Up to this period I had been
using a 5 watt transverter based on a modified Microwave Associates Rapac
unit (the so called "Whitebox"). I have
ten years of good service from this equipment but, over the years I have
added varioous other modules to the basic "whitebox" and the equipment
had become both heavy to handle and a virtual "rat's nest" inside! The
new DB6NT transverter was obviously the way to go as it is a self-contained
250mW output transverter with a noise figure approaching 1dB.
For the new transverter I decided
to house the DB6NT module in a surplus mobile radio case (ex Pye Cambridge
for those of you in the UK!), A complete Cambridge was purchased at a radio
fleamarket for only £2 ($3 US). I stripped out all of the old VHF
FM transceiver from the case and drilled it to take the new microwave modules.
Fortunately I was able to use many of the holes left vacant in the original
Cambridge. Once the box was resprayed with a silver "hammer finish" paint
it look really good. A baseplate of 3mm thick aluminium provided a firm
base for the various modules.
This photo shows the almost completed transverter.
From this it is obvious that the DB6NT transverter module has been joined
by several others! I had decided to make the whole thing a self-contained
5 Watt output equipment that has high frequency stability and resettability.
This photo on the right shows the various modules
in the finished transverter. Top left is the IF interface unit. This contains
a couple of cheap bipolar transistors and a small 12V relay. An IC202S
144MHz transceiver, whose power output has been reduced to 130 milliwatts,
is fed in via a BNC connector on the front panel. A short coax link takes
this to the interface unit where, on pressing the PTT switch on the IC202S's
microphone, the two transistors key the relay which in turn grounds the
PTT connection on the DB6NT transverter module. The transistors are activated
by the 4.5V that appears on the IC202 coaxial line during receive. When
that voltage is removed on TX the relay goes over.
The aluminium box in the top
right corner of the box is a 106.5MHz Oven Controlled Xtal Oscillator.

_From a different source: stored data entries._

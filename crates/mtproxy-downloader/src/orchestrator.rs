//! Orchestrates a ranged download: schedules chunks, runs the worker pool,
//! and streams completed chunks back to the consumer strictly in order.
//! Grounded in `downloader.py`'s `improved_multi_thread_download`, reshaped
//! around a single mutex protecting the schedule array and an ordered,
//! non-buffering consumer contract.

use std::sync::Arc;

use bytes::Bytes;
use mtproxy_cache::{CacheKind, CacheStore};
use mtproxy_config::{
    DOWNLOADER_CONNECT_TIMEOUT, DOWNLOADER_MAX_CHUNK_SIZE, DOWNLOADER_MAX_THREADS,
    DOWNLOADER_READ_TIMEOUT,
};
use mtproxy_http::{canonical_header_digest, HeaderMap};
use tokio::sync::{mpsc, Mutex, Notify, Semaphore};
use tracing::{debug, info, warn};

use crate::errors::Result;
use crate::schedule::{build_schedule, chunk_size_for, ChunkDescriptor};
use crate::worker::{build_client, fetch_chunk};

pub struct Downloader {
    cache: CacheStore,
    client: reqwest::Client,
    /// Gates `kind=WebFile` cache lookup/admission only. Matches
    /// `cache_handler.py`: the CA's leaf-certificate cache is never subject
    /// to this flag (see `mtproxy-ca`).
    with_cache: bool,
}

/// Bytes delivered to the caller in strict chunk order. Dropping it before
/// exhaustion is a clean cancellation: the worker pool keeps running in the
/// background so a cache-eligible download still completes and gets stored.
pub struct RangeDownload {
    receiver: mpsc::Receiver<Bytes>,
}

impl RangeDownload {
    pub async fn next_chunk(&mut self) -> Option<Bytes> {
        self.receiver.recv().await
    }
}

impl Downloader {
    pub fn new(cache: CacheStore, with_cache: bool) -> reqwest::Result<Self> {
        let client = build_client(DOWNLOADER_CONNECT_TIMEOUT, DOWNLOADER_READ_TIMEOUT)?;
        Ok(Self { cache, client, with_cache })
    }

    /// Fetches `[l, r]` inclusive of `url`, consulting the cache first under
    /// `kind=WebFile`, key `url#<canonical header digest>#<file_size>`, when
    /// `with_cache` is enabled.
    pub async fn fetch_range(
        &self,
        url: String,
        headers: HeaderMap,
        l: u64,
        r: u64,
    ) -> Result<RangeDownload> {
        let file_size = r - l + 1;
        let cache_key = format!("{url}#{}#{file_size}", canonical_header_digest(&headers));

        if self.with_cache {
            if let Some(bytes) = self.cache.lookup(CacheKind::WebFile, &cache_key).await? {
                debug!(url, file_size, "range download served from cache");
                let (tx, rx) = mpsc::channel(1);
                let _ = tx.send(bytes).await;
                return Ok(RangeDownload { receiver: rx });
            }
        }

        let chunk_size = chunk_size_for(file_size, DOWNLOADER_MAX_THREADS, DOWNLOADER_MAX_CHUNK_SIZE);
        let schedule = Arc::new(Mutex::new(build_schedule(l, r, chunk_size)));
        let notify = Arc::new(Notify::new());
        let total_chunks = schedule.lock().await.len();

        info!(
            url,
            file_size,
            chunk_size,
            total_chunks,
            "starting multi-thread range download"
        );

        let failure: Arc<Mutex<Option<crate::errors::DownloaderError>>> = Arc::new(Mutex::new(None));
        let semaphore = Arc::new(Semaphore::new(DOWNLOADER_MAX_THREADS));

        for idx in 0..total_chunks {
            let client = self.client.clone();
            let url = url.clone();
            let headers = headers.clone();
            let schedule = schedule.clone();
            let notify = notify.clone();
            let failure = failure.clone();
            let semaphore = semaphore.clone();

            tokio::spawn(async move {
                let _permit = match semaphore.acquire_owned().await {
                    Ok(permit) => permit,
                    Err(_) => return,
                };

                if failure.lock().await.is_some() {
                    return;
                }

                let (start, end) = {
                    let guard = schedule.lock().await;
                    (guard[idx].start, guard[idx].end)
                };

                match fetch_chunk(&client, &url, &headers, start, end).await {
                    Ok(bytes) => {
                        let mut guard = schedule.lock().await;
                        guard[idx].data = Some(bytes);
                        guard[idx].downloaded = true;
                    }
                    Err(err) => {
                        warn!(url, start, end, error = %err, "chunk terminally failed");
                        let mut slot = failure.lock().await;
                        if slot.is_none() {
                            *slot = Some(err);
                        }
                    }
                }
                notify.notify_waiters();
            });
        }

        let (tx, rx) = mpsc::channel(4);
        let cache = self.cache.clone();
        let with_cache = self.with_cache;
        tokio::spawn(stream_in_order(
            schedule,
            notify,
            failure,
            tx,
            cache,
            with_cache,
            cache_key,
            total_chunks,
        ));

        Ok(RangeDownload { receiver: rx })
    }
}

async fn stream_in_order(
    schedule: Arc<Mutex<Vec<ChunkDescriptor>>>,
    notify: Arc<Notify>,
    failure: Arc<Mutex<Option<crate::errors::DownloaderError>>>,
    tx: mpsc::Sender<Bytes>,
    cache: CacheStore,
    with_cache: bool,
    cache_key: String,
    total_chunks: usize,
) {
    let mut full_buffer: Vec<u8> = Vec::new();
    let consumer_alive = std::sync::atomic::AtomicBool::new(true);

    for idx in 0..total_chunks {
        let bytes = loop {
            if failure.lock().await.is_some() {
                warn!("range download aborted, a chunk failed terminally");
                return;
            }

            // Register for notification before inspecting the descriptor: if we
            // checked first and a worker's `notify_waiters` landed between the
            // check and the wait, the wakeup would be lost and we'd hang forever.
            let notified = notify.notified();
            tokio::pin!(notified);
            notified.as_mut().enable();

            let mut guard = schedule.lock().await;
            if guard[idx].downloaded {
                let bytes = guard[idx].data.take().expect("downloaded implies data");
                guard[idx].consumed = true;
                break bytes;
            }
            drop(guard);
            notified.await;
        };

        full_buffer.extend_from_slice(&bytes);

        if consumer_alive.load(std::sync::atomic::Ordering::Relaxed) {
            if tx.send(bytes).await.is_err() {
                consumer_alive.store(false, std::sync::atomic::Ordering::Relaxed);
            }
        }
    }

    if !with_cache {
        return;
    }

    if let Err(err) = cache.store(CacheKind::WebFile, &cache_key, &full_buffer).await {
        debug!(error = %err, "range download not cached (admission refused or io error)");
    }
}

#[cfg(test)]
mod test {
    use super::*;
    use tokio::io::{AsyncReadExt, AsyncWriteExt};
    use tokio::net::TcpListener;

    /// Parses a minimal `Range: bytes=start-end` request line and header
    /// block off the wire and replies with a 206 slice of `payload`. Good
    /// enough to drive the downloader end to end; not a general HTTP server.
    async fn serve_one_range_request(mut stream: tokio::net::TcpStream, payload: Arc<Vec<u8>>) {
        let mut buf = vec![0u8; 4096];
        let mut filled = 0;
        let header_end = loop {
            let n = stream.read(&mut buf[filled..]).await.unwrap();
            assert!(n > 0, "client closed before sending a full request");
            filled += n;
            if let Some(pos) = buf[..filled].windows(4).position(|w| w == b"\r\n\r\n") {
                break pos + 4;
            }
        };
        let request = String::from_utf8_lossy(&buf[..header_end]);

        let range_line = request
            .lines()
            .find(|line| line.to_ascii_lowercase().starts_with("range:"))
            .expect("downloader always sends a Range header");
        let spec = range_line.split("bytes=").nth(1).unwrap().trim();
        let (start, end) = spec.split_once('-').unwrap();
        let start: usize = start.parse().unwrap();
        let end: usize = end.parse().unwrap();
        let slice = &payload[start..=end];

        let response = format!(
            "HTTP/1.1 206 Partial Content\r\nContent-Length: {}\r\nContent-Range: bytes {}-{}/{}\r\n\r\n",
            slice.len(),
            start,
            end,
            payload.len()
        );
        stream.write_all(response.as_bytes()).await.unwrap();
        stream.write_all(slice).await.unwrap();
    }

    #[tokio::test]
    async fn fetch_range_streams_chunks_in_order_and_reassembles_the_original_bytes() {
        let payload: Arc<Vec<u8>> = Arc::new((0u32..200_000).map(|n| (n % 256) as u8).collect());
        let listener = TcpListener::bind("127.0.0.1:0").await.unwrap();
        let addr = listener.local_addr().unwrap();

        let accept_payload = payload.clone();
        tokio::spawn(async move {
            loop {
                let (stream, _) = match listener.accept().await {
                    Ok(pair) => pair,
                    Err(_) => return,
                };
                tokio::spawn(serve_one_range_request(stream, accept_payload.clone()));
            }
        });

        let dir = tempfile::tempdir().unwrap();
        let cache = CacheStore::new(dir.path().join("cache"));
        let downloader = Downloader::new(cache, false).unwrap();

        let url = format!("http://{addr}/payload.bin");
        let mut download = downloader
            .fetch_range(url, HeaderMap::new(), 0, payload.len() as u64 - 1)
            .await
            .unwrap();

        let mut received = Vec::new();
        while let Some(chunk) = download.next_chunk().await {
            received.extend_from_slice(&chunk);
        }

        assert_eq!(received, *payload);
    }
}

This is to a design by John Hazell,
G8ACE. John has spent much of the past two years developing highly
stable oscillators and this one is a little beauty! Approximately 1 milliwatt
of 106.5MHz is taken to the DB6NT transverter by the rather thick coax
line you can see in the top of the photo. Of course you can use the internal
xtal local oscillator if you like but I found that is drifted slightly
between transmit and receive once I had fitted the 5 Watt PA. I assume
this was due to thermal effects. The outboard G8ACE OCXO is kept at 60
degrees Celcius and seems immune to external influences. hence the stability
is much better. I arranged for the G8ACE LO to have a separate 12 volt
supply so that it can be switched on when the rest of the transverter is
off. This allows me to leave it on in the radio shack for weeks at a time,
ensuring excellent stability and readiness for immediate portable operation
when needed.
Centre left in the photo is
the DB6NT transverter module itself. The receive input is taken directly
from the Dynatech microwave coaxial antenna change-over relay while the
TX output drives a surplus Qualcom 1 watt PA via a 20dB attenuator. The
RF output control inside the DB6NT unit is then adjusted so that a few
hundred microwatts appears at the input of the Qualcom. The Qualcom PA
produces some 800mW to drive a DB6NT 5W PA. I chose such a low gain final
stage so that if it ever broke down I would still be above to run a the
1 watt output level by merely juggling around with the semi rigid coaxial
links! Hope fully the 5W PA will never break down but you never know!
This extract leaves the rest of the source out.